New life for an old therapy: ELTD1 as a downstream target of angiogenesis

Glioblastoma (GBM) is frequently diagnosed—and the most malignant—brain tumor in adults. The current standard of care for GBM is maximal surgical resection followed by radiation and temozolomide.1 However, drug resistance is rapid and tumor recurrence is inevitable.

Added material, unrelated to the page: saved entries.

use crate::{config::DEFAULT_COPY_CHUNK_CAP, state::metrics::Metrics};
use anyhow::Result;
use std::sync::{
    atomic::{AtomicUsize, Ordering},
    Arc,
};
use tokio::io::{self, AsyncRead, AsyncReadExt, AsyncWrite, AsyncWriteExt};

/// Per-direction byte counters returned once both halves of a tunnel drain.
pub struct TunnelStats {
    pub l2r_bytes: u64,
    pub r2l_bytes: u64,
}

/// Relays bytes between two independent streams, capping every single
/// `read()` at the shared, runtime-tunable chunk size (`SET_BUFFER`).
///
/// `tokio::io::copy_bidirectional` has no hook for a per-read cap, so each
/// direction is pumped by hand: read up to the current cap, write it
/// through, repeat until EOF. Each direction drains independently — when
/// one side's source reaches EOF its destination half is shut down (a TCP
/// half-close), while the other direction keeps relaying until its own
/// source reaches EOF or errors.
pub struct LurkTunnel<'a, X, Y>
where
    X: AsyncRead + AsyncWrite + Unpin,
    Y: AsyncRead + AsyncWrite + Unpin,
{
    l2r: &'a mut X,
    r2l: &'a mut Y,
    chunk_cap: Arc<AtomicUsize>,
    metrics: Option<Arc<Metrics>>,
}

impl<'a, X, Y> LurkTunnel<'a, X, Y>
where
    X: AsyncRead + AsyncWrite + Unpin,
    Y: AsyncRead + AsyncWrite + Unpin,
{
    pub fn new(l2r: &'a mut X, r2l: &'a mut Y) -> LurkTunnel<'a, X, Y> {
        LurkTunnel {
            l2r,
            r2l,
            chunk_cap: Arc::new(AtomicUsize::new(DEFAULT_COPY_CHUNK_CAP)),
            metrics: None,
        }
    }

    pub fn with_chunk_cap(mut self, chunk_cap: Arc<AtomicUsize>) -> Self {
        self.chunk_cap = chunk_cap;
        self
    }

    pub fn with_metrics(mut self, metrics: Arc<Metrics>) -> Self {
        self.metrics = Some(metrics);
        self
    }

    pub async fn run(&mut self) -> Result<TunnelStats> {
        let (l2r_read, l2r_write) = io::split(&mut *self.l2r);
        let (r2l_read, r2l_write) = io::split(&mut *self.r2l);

        let (l2r_bytes, r2l_bytes) = tokio::try_join!(
            pump(l2r_read, r2l_write, Arc::clone(&self.chunk_cap), self.metrics.clone()),
            pump(r2l_read, l2r_write, Arc::clone(&self.chunk_cap), self.metrics.clone()),
        )?;

        Ok(TunnelStats { l2r_bytes, r2l_bytes })
    }
}

/// Copies from `src` into `dst` until EOF, honoring `chunk_cap` on every
/// read (re-read each iteration, so `SET_BUFFER` applies mid-tunnel). Shuts
/// `dst` down once `src` reaches EOF.
async fn pump<R, W>(mut src: R, mut dst: W, chunk_cap: Arc<AtomicUsize>, metrics: Option<Arc<Metrics>>) -> Result<u64>
where
    R: AsyncRead + Unpin,
    W: AsyncWrite + Unpin,
{
    let mut buf = vec![0u8; DEFAULT_COPY_CHUNK_CAP.max(1)];
    let mut total = 0u64;

    loop {
        let cap = chunk_cap.load(Ordering::Relaxed).max(1);
        if cap > buf.len() {
            buf.resize(cap, 0);
        }

        let n = src.read(&mut buf[..cap]).await?;
        if n == 0 {
            dst.shutdown().await.ok();
            return Ok(total);
        }

        dst.write_all(&buf[..n]).await?;
        total += n as u64;

        if let Some(metrics) = &metrics {
            metrics.on_bytes_transferred(n as u64);
        }
    }
}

Other therapeutic avenues are being actively studied as even with our advancements in tumor sequencing and genetic profiling, the median overall survival of patients diagnosed with GBM remains at ~14-16 months.2 One avenue that has attracted attention for therapeutic potential is to improve the efficacy of targeting the vascular endothelial growth factor (VEGF) pathway, where currently a monoclonal antibody against VEGF—Bevacizumab—is FDA approved for GBM patients.3 As tumors grow more rapidly than their surrounding normal tissue, they need to form new blood vessels to obtain the nutrients they need from the body to grow.4 However, it is commonly observed that these quickly created blood vessels are leaky and improperly formed, which can prevent proper drug profusion.4 Nevertheless, while Bevacizumab is FDA approved, GBM in most of the patients progressed after their initial response to VEGF therapy,5 and VEGF is needed for normal angiogenesis and vessel homeostasis.4 Therefore, more research is needed to find tumor-specific, non-homeostatic, angiogenesis interventions.